» **Data shown**:
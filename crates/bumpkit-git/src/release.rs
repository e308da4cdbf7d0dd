//! Release commit operations

use std::path::{Path, PathBuf};

use tracing::{info, instrument};

use crate::repository::{GitRepo, Result};
use bumpkit_core::error::GitError;

impl GitRepo {
    /// Stage `paths` and commit them on HEAD with `message`.
    ///
    /// Paths may be absolute or relative to the work tree. Returns the new
    /// commit hash.
    #[instrument(skip(self, paths), fields(count = paths.len()))]
    pub fn commit_paths(&self, paths: &[PathBuf], message: &str) -> Result<String> {
        let mut index = self.repo.index()?;
        for path in paths {
            let relative = self.relative_to_workdir(path)?;
            index.add_path(&relative)?;
        }
        index.write()?;

        let tree_id = index.write_tree()?;
        let tree = self.repo.find_tree(tree_id)?;
        let sig = self.repo.signature()?;

        let parent = self.head_commit()?;
        let parents: Vec<&git2::Commit<'_>> = parent.iter().collect();

        let oid = self
            .repo
            .commit(Some("HEAD"), &sig, &sig, message, &tree, &parents)?;

        info!(hash = %oid, "created release commit");
        Ok(oid.to_string())
    }

    fn relative_to_workdir(&self, path: &Path) -> Result<PathBuf> {
        if path.is_relative() {
            return Ok(path.to_path_buf());
        }

        let workdir = self
            .repo
            .workdir()
            .ok_or_else(|| GitError::OutsideWorkdir(path.to_path_buf()))?;
        let workdir = workdir.canonicalize().map_err(|_| GitError::OutsideWorkdir(path.to_path_buf()))?;
        let absolute = path
            .canonicalize()
            .map_err(|_| GitError::OutsideWorkdir(path.to_path_buf()))?;

        absolute
            .strip_prefix(&workdir)
            .map(Path::to_path_buf)
            .map_err(|_| GitError::OutsideWorkdir(path.to_path_buf()))
    }
}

» **Work to complete**: Scan the entries for the string "hash" and report only how many lines contain it.

» **Reply**: 2